(Extracted information)

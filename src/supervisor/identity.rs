//! Exact identification of the supervised process.

use crate::supervisor::process::ProcessInfo;
use std::io;
use std::path::{Component, Path, PathBuf};

/// The `(working_dir, script_path)` tuple that identifies this service.
///
/// A process is this service only if its cwd is exactly `working_dir` and one
/// of its arguments (after argv[0]), resolved against that cwd, is exactly
/// `script_path`. Process names are never matched.
#[derive(Debug, Clone, PartialEq, Eq)]
pub struct ServiceIdentity {
    pub working_dir: PathBuf,
    pub script_path: PathBuf,
}

impl ServiceIdentity {
    /// Build an identity, canonicalising both paths.
    ///
    /// The working directory must exist. A missing script is normalised
    /// lexically so status still works before the service is deployed.
    pub fn new(working_dir: &Path, entrypoint: &Path) -> io::Result<Self> {
        let working_dir = working_dir.canonicalize()?;
        let script = working_dir.join(entrypoint);
        let script_path = script.canonicalize().unwrap_or_else(|_| normalize(&script));
        Ok(Self {
            working_dir,
            script_path,
        })
    }

    /// Whether `process` is an instance of this service.
    pub fn matches(&self, process: &ProcessInfo) -> bool {
        let Some(cwd) = process.cwd.as_deref() else {
            return false;
        };
        if cwd != self.working_dir {
            return false;
        }

        process.cmd.iter().skip(1).any(|arg| {
            if arg.is_empty() || arg.starts_with('-') {
                return false;
            }
            let resolved = normalize(&cwd.join(arg));
            resolved == self.script_path
                || resolved
                    .canonicalize()
                    .is_ok_and(|real| real == self.script_path)
        })
    }
}

/// Resolve `.` and `..` without touching the filesystem.
fn normalize(path: &Path) -> PathBuf {
    let mut out = PathBuf::new();
    for component in path.components() {
        match component {
            Component::CurDir => {}
            Component::ParentDir => {
                out.pop();
            }
            other => out.push(other),
        }
    }
    out
}

#[cfg(test)]
mod tests {
    use super::*;
    use std::fs;
    use tempfile::TempDir;

    fn service_dir() -> (TempDir, ServiceIdentity) {
        let temp = TempDir::new().unwrap();
        fs::write(temp.path().join("main.py"), "").unwrap();
        let identity = ServiceIdentity::new(temp.path(), Path::new("main.py")).unwrap();
        (temp, identity)
    }

    fn process(cwd: &Path, cmd: &[&str]) -> ProcessInfo {
        ProcessInfo {
            pid: 4242,
            cmd: cmd.iter().map(|s| s.to_string()).collect(),
            cwd: Some(cwd.to_path_buf()),
            alive: true,
        }
    }

    #[test]
    fn matches_relative_script_argument() {
        let (_temp, identity) = service_dir();
        let p = process(&identity.working_dir, &["/srv/venv/bin/python", "main.py"]);
        assert!(identity.matches(&p));
    }

    #[test]
    fn matches_dot_slash_and_absolute_forms() {
        let (_temp, identity) = service_dir();
        let dot = process(&identity.working_dir, &["python", "./main.py"]);
        let abs = process(
            &identity.working_dir,
            &["python", identity.script_path.to_str().unwrap()],
        );
        assert!(identity.matches(&dot));
        assert!(identity.matches(&abs));
    }

    #[test]
    fn rejects_other_working_directory() {
        let (_temp, identity) = service_dir();
        let other = TempDir::new().unwrap();
        let p = process(other.path(), &["python", "main.py"]);
        assert!(!identity.matches(&p));
    }

    #[test]
    fn rejects_similar_script_names() {
        let (_temp, identity) = service_dir();
        let p = process(&identity.working_dir, &["python", "main.py.bak"]);
        assert!(!identity.matches(&p));
        let p = process(&identity.working_dir, &["python", "tools/main.py"]);
        assert!(!identity.matches(&p));
    }

    #[test]
    fn ignores_argv0_and_flags() {
        let (_temp, identity) = service_dir();
        let p = process(&identity.working_dir, &["main.py", "--reload"]);
        assert!(!identity.matches(&p));
    }

    #[test]
    fn unknown_cwd_never_matches() {
        let (_temp, identity) = service_dir();
        let p = ProcessInfo {
            cwd: None,
            ..process(&identity.working_dir, &["python", "main.py"])
        };
        assert!(!identity.matches(&p));
    }

    #[test]
    fn missing_script_is_normalized() {
        let temp = TempDir::new().unwrap();
        let identity = ServiceIdentity::new(temp.path(), Path::new("./app/../main.py")).unwrap();
        assert_eq!(identity.script_path, identity.working_dir.join("main.py"));
    }

    #[test]
    fn missing_working_dir_is_error() {
        assert!(ServiceIdentity::new(Path::new("/nonexistent/service"), Path::new("main.py")).is_err());
    }
}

(End Extracted information)

**Exercise description**: An exact, complete copy of the records is the expected answer.

**Exercise output**:
filename src/supervisor/identity.rs
//! Exact identification of the supervised process.

use crate::supervisor::process::ProcessInfo;
use std::io;
use std::path::{Component, Path, PathBuf};

/// The `(working_dir, script_path)` tuple that identifies this service.
///
/// A process is this service only if its cwd is exactly `working_dir` and one
/// of its arguments (after argv[0]), resolved against that cwd, is exactly
/// `script_path`. Process names are never matched.
#[derive(Debug, Clone, PartialEq, Eq)]
pub struct ServiceIdentity {
    pub working_dir: PathBuf,
    pub script_path: PathBuf,
}

impl ServiceIdentity {
    /// Build an identity, canonicalising both paths.
    ///
    /// The working directory must exist. A missing script is normalised
    /// lexically so status still works before the service is deployed.
    pub fn new(working_dir: &Path, entrypoint: &Path) -> io::Result<Self> {
        let working_dir = working_dir.canonicalize()?;
        let script = working_dir.join(entrypoint);
        let script_path = script.canonicalize().unwrap_or_else(|_| normalize(&script));
        Ok(Self {
            working_dir,
            script_path,
        })
    }

    /// Whether `process` is an instance of this service.
    pub fn matches(&self, process: &ProcessInfo) -> bool {
        let Some(cwd) = process.cwd.as_deref() else {
            return false;
        };
        if cwd != self.working_dir {
            return false;
        }

        process.cmd.iter().skip(1).any(|arg| {
            if arg.is_empty() || arg.starts_with('-') {
                return false;
            }
            let resolved = normalize(&cwd.join(arg));
            resolved == self.script_path
                || resolved
                    .canonicalize()
                    .is_ok_and(|real| real == self.script_path)
        })
    }
}

/// Resolve `.` and `..` without touching the filesystem.
fn normalize(path: &Path) -> PathBuf {
    let mut out = PathBuf::new();
    for component in path.components() {
        match component {
            Component::CurDir => {}
            Component::ParentDir => {
                out.pop();
            }
            other => out.push(other),
        }
    }
    out
}

#[cfg(test)]
mod tests {
    use super::*;
    use std::fs;
    use tempfile::TempDir;

    fn service_dir() -> (TempDir, ServiceIdentity) {
        let temp = TempDir::new().unwrap();
        fs::write(temp.path().join("main.py"), "").unwrap();
        let identity = ServiceIdentity::new(temp.path(), Path::new("main.py")).unwrap();
        (temp, identity)
    }

    fn process(cwd: &Path, cmd: &[&str]) -> ProcessInfo {
        ProcessInfo {
            pid: 4242,
            cmd: cmd.iter().map(|s| s.to_string()).collect(),
            cwd: Some(cwd.to_path_buf()),
            alive: true,
        }
    }

    #[test]
    fn matches_relative_script_argument() {
        let (_temp, identity) = service_dir();
        let p = process(&identity.working_dir, &["/srv/venv/bin/python", "main.py"]);
        assert!(identity.matches(&p));
    }

    #[test]
    fn matches_dot_slash_and_absolute_forms() {
        let (_temp, identity) = service_dir();
        let dot = process(&identity.working_dir, &["python", "./main.py"]);
        let abs = process(
            &identity.working_dir,
            &["python", identity.script_path.to_str().unwrap()],
        );
        assert!(identity.matches(&dot));
        assert!(identity.matches(&abs));
    }

    #[test]
    fn rejects_other_working_directory() {
        let (_temp, identity) = service_dir();
        let other = TempDir::new().unwrap();
        let p = process(other.path(), &["python", "main.py"]);
        assert!(!identity.matches(&p));
    }

    #[test]
    fn rejects_similar_script_names() {
        let (_temp, identity) = service_dir();
        let p = process(&identity.working_dir, &["python", "main.py.bak"]);
        assert!(!identity.matches(&p));
        let p = process(&identity.working_dir, &["python", "tools/main.py"]);
        assert!(!identity.matches(&p));
    }

    #[test]
    fn ignores_argv0_and_flags() {
        let (_temp, identity) = service_dir();
        let p = process(&identity.working_dir, &["main.py", "--reload"]);
        assert!(!identity.matches(&p));
    }

    #[test]
    fn unknown_cwd_never_matches() {
        let (_temp, identity) = service_dir();
        let p = ProcessInfo {
            cwd: None,
            ..process(&identity.working_dir, &["python", "main.py"])
        };
        assert!(!identity.matches(&p));
    }

    #[test]
    fn missing_script_is_normalized() {
        let temp = TempDir::new().unwrap();
        let identity = ServiceIdentity::new(temp.path(), Path::new("./app/../main.py")).unwrap();
        assert_eq!(identity.script_path, identity.working_dir.join("main.py"));
    }

    #[test]
    fn missing_working_dir_is_error() {
        assert!(ServiceIdentity::new(Path::new("/nonexistent/service"), Path::new("main.py")).is_err());
    }
}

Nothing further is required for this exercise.